Слабо? тебе быть, как Урия Хеттеянин? Слабо?. Твои товарищи тут... а ты...
Молчи, тс-с...
— Ну и прокрадывайся, как пацан!..
И гнев, и отворачиваюсь. И стыжусь с каждым годом все больше. Пора, стало быть, на берег.
Все хотят любви. Все ждут, ищут, ловят. И вот среди вас человек, наевшийся, уже пресытившийся любовью — а она все еще есть. Это богатство тяжелее миллионов — миллионами хоть можно поделиться с сочеловеками своими, успокоить грешную душу.
А в Томске тогда (я студентка мединститута) в ресторане подавали клюкву с сахаром. С тех пор вздрагивала: ты уехал, а эта клюква осталась повсеместно, как завет сердца. В буфетных витринах, в столовых красная ягода на белых тарелках, розовым сахаром присыпана.
Почему-то было тогда дешево, уютно, официантка такая осторожная, будто знала, что у нас с тобой сегодня самый важный вечер. Мы не пили вина, и наш ужин стоил всего четыре рубля на двоих. Давно уж это было.
И из ресторана, на пороге домика, где я снимала комнату у хозяйки:
— Рыжая!.. Я не хочу, чтобы мы поженились.
Такое вот сделал признание.
— Я думаю, это вернее, — сказал.
Он хотел вечной любви.
Я только кивнула, молчком. Он вздохнул — как перекрестился. И мы толкнули дверь.

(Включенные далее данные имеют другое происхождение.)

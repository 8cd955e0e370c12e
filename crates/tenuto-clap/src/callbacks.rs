//! Host-side implementation of the plugin's callback surface.
//!
//! Every callback resolves its [`HostContext`] from `host_data` and only
//! records what was asked: flags, pending ids or registrations. Callbacks
//! the protocol restricts to the main thread assert it; a violation panics,
//! which aborts the process at the `extern "C"` boundary.

use crate::context::HostContext;
use crate::metadata::c_string;
use crate::requests::Request;
use clap_sys::ext::gui::{clap_host_gui, CLAP_EXT_GUI};
use clap_sys::ext::log::{
    clap_host_log, clap_log_severity, CLAP_EXT_LOG, CLAP_LOG_DEBUG, CLAP_LOG_ERROR,
    CLAP_LOG_FATAL, CLAP_LOG_HOST_MISBEHAVING, CLAP_LOG_INFO, CLAP_LOG_PLUGIN_MISBEHAVING,
    CLAP_LOG_WARNING,
};
use clap_sys::ext::params::{clap_host_params, CLAP_EXT_PARAMS};
use clap_sys::ext::posix_fd_support::{clap_host_posix_fd_support, CLAP_EXT_POSIX_FD_SUPPORT};
use clap_sys::ext::preset_load::{clap_host_preset_load, CLAP_EXT_PRESET_LOAD};
use clap_sys::ext::remote_controls::{clap_host_remote_controls, CLAP_EXT_REMOTE_CONTROLS};
use clap_sys::ext::state::{clap_host_state, CLAP_EXT_STATE};
use clap_sys::ext::thread_check::{clap_host_thread_check, CLAP_EXT_THREAD_CHECK};
use clap_sys::ext::thread_pool::{clap_host_thread_pool, CLAP_EXT_THREAD_POOL};
use clap_sys::ext::timer_support::{clap_host_timer_support, CLAP_EXT_TIMER_SUPPORT};
use clap_sys::host::clap_host;
use std::ffi::{c_char, c_void, CStr};
use std::ptr;
use std::sync::atomic::Ordering;
use std::time::Instant;
use tenuto_core::thread_check;

/// One host extension, as handed out by `get_extension`.
#[derive(Clone, Copy)]
enum HostExtension {
    Log(&'static clap_host_log),
    ThreadCheck(&'static clap_host_thread_check),
    Params(&'static clap_host_params),
    RemoteControls(&'static clap_host_remote_controls),
    TimerSupport(&'static clap_host_timer_support),
    PosixFdSupport(&'static clap_host_posix_fd_support),
    ThreadPool(&'static clap_host_thread_pool),
    Gui(&'static clap_host_gui),
    State(&'static clap_host_state),
    PresetLoad(&'static clap_host_preset_load),
}

impl HostExtension {
    fn as_ptr(self) -> *const c_void {
        match self {
            HostExtension::Log(ext) => ext as *const _ as *const c_void,
            HostExtension::ThreadCheck(ext) => ext as *const _ as *const c_void,
            HostExtension::Params(ext) => ext as *const _ as *const c_void,
            HostExtension::RemoteControls(ext) => ext as *const _ as *const c_void,
            HostExtension::TimerSupport(ext) => ext as *const _ as *const c_void,
            HostExtension::PosixFdSupport(ext) => ext as *const _ as *const c_void,
            HostExtension::ThreadPool(ext) => ext as *const _ as *const c_void,
            HostExtension::Gui(ext) => ext as *const _ as *const c_void,
            HostExtension::State(ext) => ext as *const _ as *const c_void,
            HostExtension::PresetLoad(ext) => ext as *const _ as *const c_void,
        }
    }
}

static HOST_LOG: clap_host_log = clap_host_log { log: Some(log) };

static HOST_THREAD_CHECK: clap_host_thread_check = clap_host_thread_check {
    is_main_thread: Some(is_main_thread),
    is_audio_thread: Some(is_audio_thread),
};

static HOST_PARAMS: clap_host_params = clap_host_params {
    rescan: Some(params_rescan),
    clear: Some(params_clear),
    request_flush: Some(params_request_flush),
};

static HOST_REMOTE_CONTROLS: clap_host_remote_controls = clap_host_remote_controls {
    changed: Some(remote_controls_changed),
    suggest_page: Some(remote_controls_suggest_page),
};

static HOST_TIMER_SUPPORT: clap_host_timer_support = clap_host_timer_support {
    register_timer: Some(register_timer),
    unregister_timer: Some(unregister_timer),
};

static HOST_POSIX_FD_SUPPORT: clap_host_posix_fd_support = clap_host_posix_fd_support {
    register_fd: Some(register_fd),
    modify_fd: Some(modify_fd),
    unregister_fd: Some(unregister_fd),
};

static HOST_THREAD_POOL: clap_host_thread_pool = clap_host_thread_pool {
    request_exec: Some(request_exec),
};

static HOST_GUI: clap_host_gui = clap_host_gui {
    resize_hints_changed: Some(gui_resize_hints_changed),
    request_resize: Some(gui_request_resize),
    request_show: Some(gui_request_show),
    request_hide: Some(gui_request_hide),
    closed: Some(gui_closed),
};

static HOST_STATE: clap_host_state = clap_host_state {
    mark_dirty: Some(state_mark_dirty),
};

static HOST_PRESET_LOAD: clap_host_preset_load = clap_host_preset_load {
    on_error: Some(preset_on_error),
    loaded: Some(preset_loaded),
};

/// Every extension the host implements, keyed by extension id.
static HOST_EXTENSIONS: [(&CStr, HostExtension); 10] = [
    (CLAP_EXT_LOG, HostExtension::Log(&HOST_LOG)),
    (CLAP_EXT_THREAD_CHECK, HostExtension::ThreadCheck(&HOST_THREAD_CHECK)),
    (CLAP_EXT_PARAMS, HostExtension::Params(&HOST_PARAMS)),
    (
        CLAP_EXT_REMOTE_CONTROLS,
        HostExtension::RemoteControls(&HOST_REMOTE_CONTROLS),
    ),
    (
        CLAP_EXT_TIMER_SUPPORT,
        HostExtension::TimerSupport(&HOST_TIMER_SUPPORT),
    ),
    (
        CLAP_EXT_POSIX_FD_SUPPORT,
        HostExtension::PosixFdSupport(&HOST_POSIX_FD_SUPPORT),
    ),
    (CLAP_EXT_THREAD_POOL, HostExtension::ThreadPool(&HOST_THREAD_POOL)),
    (CLAP_EXT_GUI, HostExtension::Gui(&HOST_GUI)),
    (CLAP_EXT_STATE, HostExtension::State(&HOST_STATE)),
    (CLAP_EXT_PRESET_LOAD, HostExtension::PresetLoad(&HOST_PRESET_LOAD)),
];

/// Resolve the context behind a host pointer handed back by the plugin.
unsafe fn context<'a>(host: *const clap_host) -> Option<&'a HostContext> {
    if host.is_null() {
        return None;
    }
    ((*host).host_data as *const HostContext).as_ref()
}

fn lookup(id: &CStr) -> Option<HostExtension> {
    HOST_EXTENSIONS
        .iter()
        .find(|(ext_id, _)| *ext_id == id)
        .map(|&(_, ext)| ext)
}

pub(crate) unsafe extern "C" fn get_extension(
    _host: *const clap_host,
    extension_id: *const c_char,
) -> *const c_void {
    if extension_id.is_null() {
        return ptr::null();
    }
    match lookup(CStr::from_ptr(extension_id)) {
        Some(ext) => ext.as_ptr(),
        None => ptr::null(),
    }
}

pub(crate) unsafe extern "C" fn request_restart(host: *const clap_host) {
    if let Some(ctx) = context(host) {
        ctx.requests.set(Request::RESTART);
    }
}

pub(crate) unsafe extern "C" fn request_process(host: *const clap_host) {
    if let Some(ctx) = context(host) {
        ctx.requests.set(Request::PROCESS);
    }
}

pub(crate) unsafe extern "C" fn request_callback(host: *const clap_host) {
    if let Some(ctx) = context(host) {
        ctx.requests.set(Request::CALLBACK);
    }
}

unsafe extern "C" fn log(_host: *const clap_host, severity: clap_log_severity, msg: *const c_char) {
    let message = c_string(msg);
    match severity {
        CLAP_LOG_DEBUG => tracing::debug!(target: "tenuto_clap::plugin", "{message}"),
        CLAP_LOG_INFO => tracing::info!(target: "tenuto_clap::plugin", "{message}"),
        CLAP_LOG_WARNING => tracing::warn!(target: "tenuto_clap::plugin", "{message}"),
        CLAP_LOG_ERROR | CLAP_LOG_FATAL => {
            tracing::error!(target: "tenuto_clap::plugin", "{message}")
        }
        CLAP_LOG_HOST_MISBEHAVING => {
            tracing::error!(target: "tenuto_clap::plugin", misbehaving = "host", "{message}")
        }
        CLAP_LOG_PLUGIN_MISBEHAVING => {
            tracing::error!(target: "tenuto_clap::plugin", misbehaving = "plugin", "{message}")
        }
        other => tracing::info!(target: "tenuto_clap::plugin", severity = other, "{message}"),
    }
}

unsafe extern "C" fn is_main_thread(host: *const clap_host) -> bool {
    context(host).is_some_and(|ctx| ctx.main_thread.is_current())
}

unsafe extern "C" fn is_audio_thread(_host: *const clap_host) -> bool {
    thread_check::is_audio_thread()
}

unsafe extern "C" fn params_rescan(host: *const clap_host, flags: u32) {
    let Some(ctx) = context(host) else { return };
    ctx.main_thread.assert_current("clap_host_params.rescan");
    ctx.rescan_flags.fetch_or(flags, Ordering::AcqRel);
    ctx.requests.set(Request::PARAMS_RESCAN);
}

unsafe extern "C" fn params_clear(host: *const clap_host, param_id: u32, flags: u32) {
    let Some(ctx) = context(host) else { return };
    ctx.main_thread.assert_current("clap_host_params.clear");
    ctx.param_clears.lock().push((param_id, flags));
    ctx.requests.set(Request::PARAMS_CLEAR);
}

unsafe extern "C" fn params_request_flush(host: *const clap_host) {
    let Some(ctx) = context(host) else { return };
    if ctx.state.load().is_active() {
        ctx.requests.set(Request::PROCESS);
    } else {
        ctx.requests.set(Request::PARAM_FLUSH);
    }
}

unsafe extern "C" fn remote_controls_changed(host: *const clap_host) {
    let Some(ctx) = context(host) else { return };
    ctx.main_thread.assert_current("clap_host_remote_controls.changed");
    ctx.requests.set(Request::QUICK_CONTROLS_CHANGED);
}

unsafe extern "C" fn remote_controls_suggest_page(host: *const clap_host, page_id: u32) {
    let Some(ctx) = context(host) else { return };
    ctx.main_thread.assert_current("clap_host_remote_controls.suggest_page");
    ctx.suggested_page.store(page_id, Ordering::Release);
    ctx.requests.set(Request::QUICK_CONTROLS_SUGGESTED);
}

unsafe extern "C" fn register_timer(host: *const clap_host, period_ms: u32, timer_id: *mut u32) -> bool {
    let Some(ctx) = context(host) else { return false };
    ctx.main_thread.assert_current("clap_host_timer_support.register_timer");
    if timer_id.is_null() {
        return false;
    }
    match ctx.timers.lock().register(period_ms, Instant::now()) {
        Some(id) => {
            *timer_id = id;
            tracing::debug!(id, period_ms, "Timer registered");
            true
        }
        None => {
            tracing::warn!(period_ms, "Timer ids exhausted");
            false
        }
    }
}

unsafe extern "C" fn unregister_timer(host: *const clap_host, timer_id: u32) -> bool {
    let Some(ctx) = context(host) else { return false };
    ctx.main_thread.assert_current("clap_host_timer_support.unregister_timer");
    ctx.timers.lock().unregister(timer_id)
}

unsafe extern "C" fn register_fd(host: *const clap_host, fd: i32, flags: u32) -> bool {
    let Some(ctx) = context(host) else { return false };
    ctx.main_thread.assert_current("clap_host_posix_fd_support.register_fd");
    let ok = ctx.fds.lock().register(fd, flags);
    if !ok {
        tracing::warn!(fd, flags, "Rejected posix fd registration");
    }
    ok
}

unsafe extern "C" fn modify_fd(host: *const clap_host, fd: i32, flags: u32) -> bool {
    let Some(ctx) = context(host) else { return false };
    ctx.main_thread.assert_current("clap_host_posix_fd_support.modify_fd");
    ctx.fds.lock().modify(fd, flags)
}

unsafe extern "C" fn unregister_fd(host: *const clap_host, fd: i32) -> bool {
    let Some(ctx) = context(host) else { return false };
    ctx.main_thread.assert_current("clap_host_posix_fd_support.unregister_fd");
    ctx.fds.lock().unregister(fd)
}

unsafe extern "C" fn request_exec(host: *const clap_host, num_tasks: u32) -> bool {
    let Some(ctx) = context(host) else { return false };
    thread_check::assert_audio_thread("clap_host_thread_pool.request_exec");
    match &*ctx.thread_pool.load() {
        Some(pool) => pool.exec(num_tasks).is_ok(),
        None => false,
    }
}

unsafe extern "C" fn gui_resize_hints_changed(host: *const clap_host) {
    if let Some(ctx) = context(host) {
        ctx.requests.set(Request::GUI_RESIZE_HINTS);
    }
}

unsafe extern "C" fn gui_request_resize(host: *const clap_host, width: u32, height: u32) -> bool {
    let Some(ctx) = context(host) else { return false };
    ctx.set_gui_resize(width, height);
    ctx.requests.set(Request::GUI_RESIZE);
    true
}

unsafe extern "C" fn gui_request_show(host: *const clap_host) -> bool {
    let Some(ctx) = context(host) else { return false };
    ctx.requests.set(Request::GUI_SHOW);
    true
}

unsafe extern "C" fn gui_request_hide(host: *const clap_host) -> bool {
    let Some(ctx) = context(host) else { return false };
    ctx.requests.set(Request::GUI_HIDE);
    true
}

unsafe extern "C" fn gui_closed(host: *const clap_host, was_destroyed: bool) {
    let Some(ctx) = context(host) else { return };
    ctx.main_thread.assert_current("clap_host_gui.closed");
    ctx.gui_closed_destroyed.store(was_destroyed, Ordering::Release);
    ctx.requests.set(Request::GUI_CLOSED);
}

unsafe extern "C" fn state_mark_dirty(host: *const clap_host) {
    let Some(ctx) = context(host) else { return };
    ctx.main_thread.assert_current("clap_host_state.mark_dirty");
    ctx.requests.set(Request::STATE_DIRTY);
}

unsafe extern "C" fn preset_on_error(
    host: *const clap_host,
    _location_kind: u32,
    location: *const c_char,
    _load_key: *const c_char,
    os_error: i32,
    msg: *const c_char,
) {
    let Some(ctx) = context(host) else { return };
    ctx.main_thread.assert_current("clap_host_preset_load.on_error");
    let location = c_string(location);
    let message = c_string(msg);
    tracing::warn!(%location, os_error, "Preset load failed: {message}");
    *ctx.preset_error.lock() = Some(if os_error != 0 {
        format!("{message} (os error {os_error})")
    } else {
        message
    });
}

unsafe extern "C" fn preset_loaded(
    host: *const clap_host,
    _location_kind: u32,
    _location: *const c_char,
    _load_key: *const c_char,
) {
    let Some(ctx) = context(host) else { return };
    ctx.main_thread.assert_current("clap_host_preset_load.loaded");
    ctx.preset_loaded.store(true, Ordering::Release);
}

Вот и был весь наш свадебный обряд.
Потом летом на каникулах несколько коротких дней. Я из Томска, он из Владивостока. В доме его Няньки была комнатка с отдельным входом, и эту комнатку, конечно же, приезжая, занимал он. Мне было так надежно около него — как у пристани. Нигде я не засыпала так безмятежно. Не успев хоть бы что-нибудь набросить на себя. Жаркое лето. Мы еще никому не сознались. Наш брак был только между нами.
А однажды едем на мотоцикле, он за рулем — чуть обернулся (ветер сдувал набок волосы, заголяя лоб):
— Сказать или нет? — колебался.
— Ну! — потребовала я.
— В моей комнате холодильник.
Гудит наш мотор, ветер несется навстречу, «ну и что?» — кричу в ухо.